Euromonitor reports that sales of adult (no not THAT adult) colouring books are soaring and no longer content to dip into the annals of their offspring, grown-ups are looking for our own expression of creativity…and a little bit of stress-relief. The Secret Garden colouring book has sold more than 1.5 million copies and with the likes of Crayola, Bic, Faber-Castell and Staedtler coming to the party, Euromonitor postulates that this may become a phenomenon to rival the juggernaut that was – and is – Harry Potter.
And the nostalgic play trend doesn’t end there. Tonight, Channel 4 (UK) will feature a behind-the-scenes look at Lego. Yes those building blocks of childhood are every bit (see what I did there – every bit?) as ubiquitous today and one could argue that Lego’s position at the top of the toy-maker league table has been a result of an ability to extend their appeal beyond the young to the young-at-heart.
There are many studies and opinion pieces out there about the benefits of creative play for kids but as we get older, downtime like this is valued less and less (although one could argue that the absence of it in our lives makes us value it more – just consider how excited we get about going on holiday to ‘relax’ and ‘do nothing’).
But just as we might train physically to improve our muscles, puzzles and creative pursuits build different muscles, those of the brain. Brain training company Lumosity talks about its approach being grounded in neuroscience and more particularly neuroplasticity, explaining how the brain is ‘built’ to rely on previous patterns of behaviour (or neural pathways). Without challenging these patterns, our brain can lose its power to adapt.
I am no scientist but as we’ve already established, I do love a puzzle and luckily at the end of each of my commuting brain ‘trains’, there’s a little top scores list and an overall brain summary to chart my progress and offer any encouragement in improving the lower scoring areas.

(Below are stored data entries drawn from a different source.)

// Clients API routes

use axum::{extract::State, routing::get, Json, Router};
use std::sync::Arc;

use hourglass_core::Client;

use super::common::ListResponse;
use crate::auth::middleware::{AuthState, AuthUser, FromRef};
use crate::services::DataService;

/// App state for client routes
#[derive(Clone)]
pub struct AppState {
    pub data: Arc<DataService>,
    pub auth: AuthState,
}

impl FromRef<AppState> for AuthState {
    fn from_ref(input: &AppState) -> Self {
        input.auth.clone()
    }
}

/// Create client routes
pub fn routes(state: AppState) -> Router {
    Router::new()
        .route("/v1/clients", get(list_clients))
        .with_state(state)
}

/// GET /v1/clients - List agency clients
#[utoipa::path(
    get,
    path = "/v1/clients",
    responses(
        (status = 200, description = "List of clients", body = ListResponse<Client>),
        (status = 401, description = "Unauthorized")
    ),
    tag = "clients"
)]
pub async fn list_clients(
    State(state): State<AppState>,
    _auth: AuthUser, // Require authentication
) -> Json<ListResponse<Client>> {
    let clients = state.data.list_clients().await;
    Json(ListResponse::new(clients))
}
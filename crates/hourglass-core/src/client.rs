// Client (agency customer) domain type

use chrono::{DateTime, Utc};
use serde::{Deserialize, Serialize};
use uuid::Uuid;

#[cfg(feature = "openapi")]
use utoipa::ToSchema;

/// An agency client that projects and time entries are billed against.
#[derive(Debug, Clone, Serialize, Deserialize)]
#[cfg_attr(feature = "openapi", derive(ToSchema))]
pub struct Client {
    pub id: Uuid,
    pub name: String,
    #[serde(skip_serializing_if = "Option::is_none")]
    pub contact_email: Option<String>,
    /// Billing rate in whole currency units per hour.
    pub hourly_rate: f64,
    pub active: bool,
    pub created_at: DateTime<Utc>,
}
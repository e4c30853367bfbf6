// Authentication module
//
// The only entry point other parts of the server use for auth. Submodules:
// - config: demo credential tuple and session settings from the environment
// - credentials: the CredentialStore seam (a real IdP slots in here)
// - session: the cookie-backed session lifecycle (create/read/destroy)
// - routes: login/logout/session HTTP handlers
// - middleware: the AuthUser extractor for protected routes

pub mod config;
pub mod credentials;
pub mod middleware;
pub mod routes;
pub mod session;

pub use config::AuthConfig;
pub use credentials::StaticCredentials;
pub use middleware::{AuthState, AuthUser, FromRef};
pub use routes::routes;
pub use session::SessionStore;
// Session lifecycle over the request's cookie jar
// Decision: The session's only storage slot is the client cookie, so every
// operation takes and returns a CookieJar — there is no server-side state

use axum_extra::extract::cookie::{Cookie, CookieJar, SameSite};
use chrono::Utc;
use std::time::Duration;

use hourglass_core::session::{Session, SessionUser, SESSION_COOKIE};

use super::config::AuthConfig;

/// Owns the `mock_session` cookie slot.
///
/// No operation here surfaces an error to its caller: a failure to encode or
/// decode is logged and degrades to the logged-out state.
#[derive(Debug, Clone)]
pub struct SessionStore {
    max_age: Duration,
    secure: bool,
}

impl SessionStore {
    pub fn new(config: &AuthConfig) -> Self {
        Self {
            max_age: config.session_max_age,
            secure: config.secure_cookies,
        }
    }

    /// Create a session for `user` and write it into the jar.
    ///
    /// The new session replaces any existing one. On encode failure the jar is
    /// returned unchanged, which reads back as logged-out.
    pub fn create(&self, jar: CookieJar, user: SessionUser) -> CookieJar {
        let session = Session::new(user, self.max_age);
        let value = match session.to_cookie_value() {
            Ok(value) => value,
            Err(err) => {
                tracing::error!(error = %err, "failed to encode session cookie");
                return jar;
            }
        };

        let cookie = Cookie::build((SESSION_COOKIE, value))
            .path("/")
            .http_only(true)
            .secure(self.secure)
            .same_site(SameSite::Lax)
            .max_age(time::Duration::seconds(self.max_age.as_secs() as i64))
            .build();

        jar.add(cookie)
    }

    /// Read the current session, lazily clearing it when expired or corrupt.
    ///
    /// The returned jar must be sent back to the client so the removal of a
    /// dead cookie actually takes effect.
    pub fn read(&self, jar: CookieJar) -> (CookieJar, Option<Session>) {
        let raw = match jar.get(SESSION_COOKIE) {
            Some(cookie) => cookie.value().to_string(),
            None => return (jar, None),
        };

        let session = match Session::from_cookie_value(&raw) {
            Ok(session) => session,
            Err(err) => {
                // Corrupt cookie reads as absent; clear it so the client
                // stops sending it
                tracing::debug!(error = %err, "discarding undecodable session cookie");
                return (self.destroy(jar), None);
            }
        };

        if session.is_expired(Utc::now()) {
            tracing::debug!(user = %session.user.email, "discarding expired session");
            return (self.destroy(jar), None);
        }

        (jar, Some(session))
    }

    /// Delete the session cookie unconditionally. Idempotent.
    pub fn destroy(&self, jar: CookieJar) -> CookieJar {
        jar.remove(Cookie::build(SESSION_COOKIE).path("/"))
    }
}
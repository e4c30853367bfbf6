// Application configuration loaded from environment variables.
// Decision: Downstream collaborators are optional — an unset backend or LLM key
// means the server runs entirely on mock data instead of refusing to start.

/// Deployment environment.
///
/// Controls the default log verbosity (debug in development, info otherwise)
/// and whether session cookies carry the Secure attribute.
#[derive(Debug, Clone, Copy, PartialEq, Eq, Default)]
pub enum Environment {
    #[default]
    Development,
    Production,
}

impl Environment {
    pub fn from_str(s: &str) -> Self {
        match s.to_lowercase().as_str() {
            "production" | "prod" => Environment::Production,
            _ => Environment::Development,
        }
    }

    pub fn is_production(&self) -> bool {
        *self == Environment::Production
    }

    /// Default tracing filter when RUST_LOG is not set.
    pub fn default_log_filter(&self) -> &'static str {
        match self {
            Environment::Development => "hourglass_api=debug,tower_http=debug",
            Environment::Production => "hourglass_api=info",
        }
    }
}

impl std::fmt::Display for Environment {
    fn fmt(&self, f: &mut std::fmt::Formatter<'_>) -> std::fmt::Result {
        match self {
            Environment::Development => write!(f, "development"),
            Environment::Production => write!(f, "production"),
        }
    }
}

/// Hosted data/auth backend reachable with a client-id/secret pair.
#[derive(Debug, Clone)]
pub struct BackendConfig {
    pub base_url: String,
    pub client_id: String,
    pub client_secret: String,
}

/// Hosted language-model completion endpoint.
#[derive(Debug, Clone)]
pub struct LlmConfig {
    pub base_url: String,
    pub api_key: String,
    pub model: String,
}

/// Complete application configuration.
#[derive(Debug, Clone)]
pub struct AppConfig {
    pub environment: Environment,
    pub bind_addr: String,
    /// Hosted data backend; None means mock data only.
    pub backend: Option<BackendConfig>,
    /// LLM completion endpoint; None means canned assistant answers only.
    pub llm: Option<LlmConfig>,
}

impl Default for AppConfig {
    fn default() -> Self {
        Self {
            environment: Environment::Development,
            bind_addr: "0.0.0.0:9000".to_string(),
            backend: None,
            llm: None,
        }
    }
}

impl AppConfig {
    /// Load configuration from environment variables.
    pub fn from_env() -> Self {
        let environment = std::env::var("APP_ENV")
            .map(|s| Environment::from_str(&s))
            .unwrap_or_default();

        let bind_addr =
            std::env::var("BIND_ADDR").unwrap_or_else(|_| "0.0.0.0:9000".to_string());

        // Data backend is configured only when the full credential pair is set
        let backend = match (
            std::env::var("DATA_BACKEND_URL"),
            std::env::var("DATA_BACKEND_CLIENT_ID"),
            std::env::var("DATA_BACKEND_CLIENT_SECRET"),
        ) {
            (Ok(base_url), Ok(client_id), Ok(client_secret))
                if !base_url.is_empty() && !client_id.is_empty() && !client_secret.is_empty() =>
            {
                Some(BackendConfig {
                    base_url,
                    client_id,
                    client_secret,
                })
            }
            _ => None,
        };

        let llm = match std::env::var("LLM_API_KEY") {
            Ok(api_key) if !api_key.is_empty() => Some(LlmConfig {
                base_url: std::env::var("LLM_API_URL")
                    .unwrap_or_else(|_| "https://api.openai.com/v1/chat/completions".to_string()),
                api_key,
                model: std::env::var("LLM_MODEL").unwrap_or_else(|_| "gpt-4o-mini".to_string()),
            }),
            _ => None,
        };

        Self {
            environment,
            bind_addr,
            backend,
            llm,
        }
    }
}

One such example is that of spatial awareness. I maintain that Australia has so much space per person that the development of this ability in my early life was somewhat moot but in London I have developed a reputation for falling over (without the influence of alcohol) or pondering when exactly I bumped into something to produce an emerging ‘mystery bruise’.
Over the years I’ve done a lot of dancing and yoga which has helped this but indulging in a bit of sashay step or downward dog on the tube each day will probably raise a few eyebrows…and definitely tread on some toes. So Lumosity’s Penguin Pursuit continues to be my nemesis but as long as my scores improve, I will continue to work on it and enjoy the few minutes of fun that my three different games each day affords me on my commute.
So finding space to play, to ponder, to puzzle appears to be gaining momentum in a society seeking mindfulness and balance. And I think it’s a good thing. The watch out will be if it becomes a chore, another should in the long list of things we should be doing to have a happy and balanced life.
So let’s create, build, run amok, let loose and blow those cobwebs off our childhood…and just play.